Tech Preview of EMC’s XtremIO Flash Storage Solution

There is no doubt that Flash is hot right now. Over the past number of months, we have seen IBM acquire Texas Memory Systems (TMS), HDS unveil their own flash strategy and HP launch their all flash 3PAR P1000 array. Of course regular readers of my blog will have seen my posts about newer all flash array vendors such as Pure Storage, Violin Memory & Nimbus Data. The purpose of this post is to highlight XtremIO’s flash storage solution which was recently acquired by EMC.
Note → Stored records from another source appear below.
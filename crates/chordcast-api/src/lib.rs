pub mod handlers;

use axum::routing::get;
use axum::Router;
use tower_http::cors::{Any, CorsLayer};

pub use handlers::ApiState;

pub fn router(state: ApiState) -> Router {
    let cors = CorsLayer::new()
        .allow_origin(Any)
        .allow_methods(Any)
        .allow_headers(Any);

    let api_routes = Router::new()
        .route("/status", get(handlers::handle_status))
        .route("/ring", get(handlers::handle_ring))
        .route("/fingers", get(handlers::handle_fingers))
        .route("/registrations", get(handlers::handle_registrations))
        .route("/topics/{topic}", get(handlers::handle_topic))
        .with_state(state);

    Router::new().nest("/api", api_routes).layer(cors)
}

pub async fn serve(state: ApiState, port: u16) -> anyhow::Result<()> {
    let app = router(state);
    let listener = tokio::net::TcpListener::bind(format!("127.0.0.1:{}", port)).await?;
    tracing::info!(port, "API listening on 127.0.0.1");
    axum::serve(listener, app).await?;
    Ok(())
}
I should point out that there is no XtremIO product available for purchase just yet. My understanding is that EMC hope to go GA with it sometime next year (but please check with EMC directly). Don’t go looking for XtremIO on the VMware HCL – you won’t find it.

At VMworld 2012 in Barcelona, I had the pleasure of meeting & chatting with Josh Goldstein of XtremIO. Josh was kind enough to give me a preview of XtremIO’s technology. He told me that XtremIO provide an all-flash storage array based on scale-out building blocks called “X-bricks” which cluster together to meet customer demands. The interconnect between X-bricks is Infiniband. The LUNs are presented to ESXi hosts over iSCSI or Fibre Channel.
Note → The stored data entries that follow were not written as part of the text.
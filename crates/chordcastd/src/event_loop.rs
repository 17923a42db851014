//! Single owner of the node state.
//!
//! Listener tasks and peer links feed [`Event`]s in; the loop hands each to
//! the `DiscoveryNode` and carries out the resulting actions. Nothing else
//! touches the registration tables, so no locking is needed.

use std::collections::{HashMap, VecDeque};

use tokio::sync::{broadcast, mpsc, watch};

use chordcast_core::message::Response;
use chordcast_core::wire::Frame;
use chordcast_services::{Action, DiscoveryNode, NodeSnapshot, OriginId};

use crate::event::{Event, EventReceiver};
use crate::peer::PeerJob;

pub type PeerSenders = HashMap<String, mpsc::UnboundedSender<PeerJob>>;

pub struct EventLoop {
    node: DiscoveryNode,
    events: EventReceiver,
    connections: HashMap<OriginId, mpsc::UnboundedSender<Frame>>,
    peers: PeerSenders,
    snapshots: watch::Sender<NodeSnapshot>,
    published: (u64, bool, usize),
    shutdown: broadcast::Receiver<()>,
}

impl EventLoop {
    pub fn new(
        node: DiscoveryNode,
        events: EventReceiver,
        peers: PeerSenders,
        snapshots: watch::Sender<NodeSnapshot>,
        shutdown: broadcast::Receiver<()>,
    ) -> Self {
        Self {
            published: node.state_version(),
            node,
            events,
            connections: HashMap::new(),
            peers,
            snapshots,
            shutdown,
        }
    }

    pub async fn run(mut self) {
        tracing::info!(node = %self.node.id(), peers = self.peers.len(), "event loop started");
        loop {
            tokio::select! {
                _ = self.shutdown.recv() => {
                    tracing::info!(node = %self.node.id(), "event loop shutting down");
                    return;
                }

                event = self.events.recv() => {
                    let Some(event) = event else { return };
                    self.handle(event);
                    self.publish_if_changed();
                }
            }
        }
    }

    fn handle(&mut self, event: Event) {
        let actions = match event {
            Event::Opened { origin, replies } => {
                self.connections.insert(origin, replies);
                return;
            }
            Event::Closed { origin } => {
                self.connections.remove(&origin);
                self.node.connection_closed(origin);
                return;
            }
            Event::Request { ctx, request } => self.node.handle_request(ctx, request),
            Event::PeerReply { handle, response } => self.node.handle_peer_reply(handle, response),
            Event::PeerFailed { handle, reason } => self.node.handle_peer_unreachable(handle, &reason),
        };
        self.apply(actions);
    }

    /// Push a new snapshot to status readers only when the node changed.
    fn publish_if_changed(&mut self) {
        let version = self.node.state_version();
        if version != self.published {
            self.published = version;
            self.snapshots.send_replace(self.node.snapshot());
        }
    }

    fn apply(&mut self, actions: Vec<Action>) {
        let mut queue: VecDeque<Action> = actions.into();
        while let Some(action) = queue.pop_front() {
            match action {
                Action::Reply {
                    origin,
                    request_id,
                    hops,
                    response,
                } => self.reply(origin, request_id, hops, &response),
                Action::Forward {
                    peer,
                    handle,
                    hops,
                    request,
                } => {
                    let sent = match self.peers.get(&peer.id) {
                        Some(link) => link.send(PeerJob { handle, hops, request }).is_ok(),
                        None => false,
                    };
                    if !sent {
                        let reason = format!("no link to {}", peer.id);
                        queue.extend(self.node.handle_peer_unreachable(handle, &reason));
                    }
                }
            }
        }
    }

    fn reply(&mut self, origin: OriginId, request_id: u64, hops: u8, response: &Response) {
        let mut frame = match response.to_frame(request_id) {
            Ok(frame) => frame,
            Err(e) => {
                tracing::warn!(origin, error = %e, "failed to encode reply");
                return;
            }
        };
        frame.hops = hops;
        match self.connections.get(&origin) {
            Some(conn) => {
                if conn.send(frame).is_err() {
                    self.connections.remove(&origin);
                }
            }
            None => tracing::debug!(origin, request_id, "reply for closed connection dropped"),
        }
    }
}
//! Commands that speak the discovery protocol to a ring node.

use anyhow::{Result, bail};

use chordcast_core::message::{LookupResponse, RegistrantInfo, Role, Status};
use chordcast_core::topology::Topology;
use chordcast_core::wire::{DEFAULT_PORT, topic_hash};
use chordcast_services::DiscoveryClient;

/// Which ring node to talk to.
pub enum Target {
    Node(String),
    Topology(std::path::PathBuf),
}

impl Target {
    /// Resolve to a `host:port`. A topology file yields a random member, the
    /// way registrants spread their load over the ring.
    pub fn endpoint(&self) -> Result<String> {
        match self {
            Target::Node(addr) => Ok(addr.clone()),
            Target::Topology(path) => {
                let topology = Topology::load(path)?;
                match topology.pick_random() {
                    Some(node) => Ok(node.endpoint()),
                    None => bail!("{} lists no nodes", path.display()),
                }
            }
        }
    }
}

impl Default for Target {
    fn default() -> Self {
        Target::Node(format!("127.0.0.1:{DEFAULT_PORT}"))
    }
}

async fn connect(target: &Target) -> Result<DiscoveryClient> {
    DiscoveryClient::connect(&target.endpoint()?).await
}

pub async fn cmd_register(target: &Target, args: &[&str]) -> Result<()> {
    let [role, id, address, port, topics @ ..] = args else {
        bail!("usage: register <pub|sub|broker> <id> <address> <port> [topics...]");
    };
    let role: Role = role.parse().map_err(anyhow::Error::msg)?;
    let info = RegistrantInfo {
        id: id.to_string(),
        address: address.to_string(),
        port: port.parse()?,
    };
    let topics = topics.iter().map(|t| t.to_string()).collect();

    let resp = connect(target).await?.register(role, info, topics).await?;
    match resp.status {
        Status::Success => println!("registered {id}"),
        _ => bail!(
            "registration failed: {}",
            resp.reason.unwrap_or_else(|| "no reason given".into())
        ),
    }
    Ok(())
}

pub async fn cmd_ready(target: &Target) -> Result<()> {
    let ready = connect(target).await?.is_ready().await?;
    println!("{}", if ready { "ready" } else { "not ready" });
    Ok(())
}

pub async fn cmd_wait_ready(target: &Target, attempts: u32) -> Result<()> {
    if connect(target).await?.wait_ready(attempts).await? {
        println!("ready");
        Ok(())
    } else {
        bail!("system not ready after {attempts} polls")
    }
}

pub async fn cmd_lookup(target: &Target, topics: &[&str], attempts: u32) -> Result<()> {
    let topics = topics.iter().map(|t| t.to_string()).collect();
    let resp = connect(target).await?.lookup_when_ready(topics, attempts).await?;
    print_lookup(resp)
}

pub async fn cmd_lookup_all(target: &Target) -> Result<()> {
    let resp = connect(target).await?.lookup_all().await?;
    print_lookup(resp)
}

fn print_lookup(resp: LookupResponse) -> Result<()> {
    match resp.status {
        Status::Success => {
            if resp.publishers.is_empty() {
                println!("no publishers");
            }
            for p in &resp.publishers {
                println!("  {:<16} {}:{}", p.id, p.address, p.port);
            }
            Ok(())
        }
        Status::CheckAgain => bail!("system not ready yet, check again later"),
        Status::Failure => bail!("lookup failed"),
    }
}

pub fn cmd_hash(topic: &str, bits: u32) -> Result<()> {
    if bits == 0 || bits > chordcast_core::wire::MAX_ADDRESS_BITS {
        bail!("bits must be within 1..={}", chordcast_core::wire::MAX_ADDRESS_BITS);
    }
    println!("{topic} -> {}", topic_hash(topic, bits));
    Ok(())
}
The “X-brick” comes in a configuration of two stand-alone controllers with a JBOD of 2.5″ form factor MLC flash SSD drives. It has automatic load balancing across X-bricks, which Josh said provided a consistent low latency as well as linear performance scalability as you add additional X-bricks. XtremIO’s core engine, implemented 100% in software, does inline deduplication of the data (4KB granular) and works across all of the volumes on all of the X-bricks in a cluster. XtremIO claim that they can achieve between a 5:1 and a 30:1 data reduction in virtualized environments. The added benefit of this inline, global deduplication is that it reduces the number of flash writes, reducing wear  on the SSDs.

All volumes on the X-brick are protected with a flash optimized configuration similar to RAID-6, but XtremIO has patented algorithms to minimize reads and writes as well as providing flash longevity and improving performance. It should be noted that this is something which is automatically done, and does not require configuration by the administrator. All volumes are also all thinly provisioned.

Another key point is that the X-brick has no single point of failure. The cluster’s system manager function handles failures, and can restart various software components or fail them over.

Snapshots/Clones

Snapshots and clones are done at the LUN level, and work at a 4KB grain size. XtremIO claim that their snapshots and clones have no impact on performance, and can run as well as their LUNs. However, considering EMC participation in the Virtual Volumes (VVOLs) program, one suspects that granularity will move to the virtual machine or VMDK level at some point in the future.

Replication/SRM

There is no in-built replication mechanism on the X-Brick at this time, but VMs running on the XtremIO X-brick can of course be replicated using VMware’s own vSphere Replication Product. Although Josh could not go into specifics or roadmap details, he did state that a native replication feature is a high priority item for them.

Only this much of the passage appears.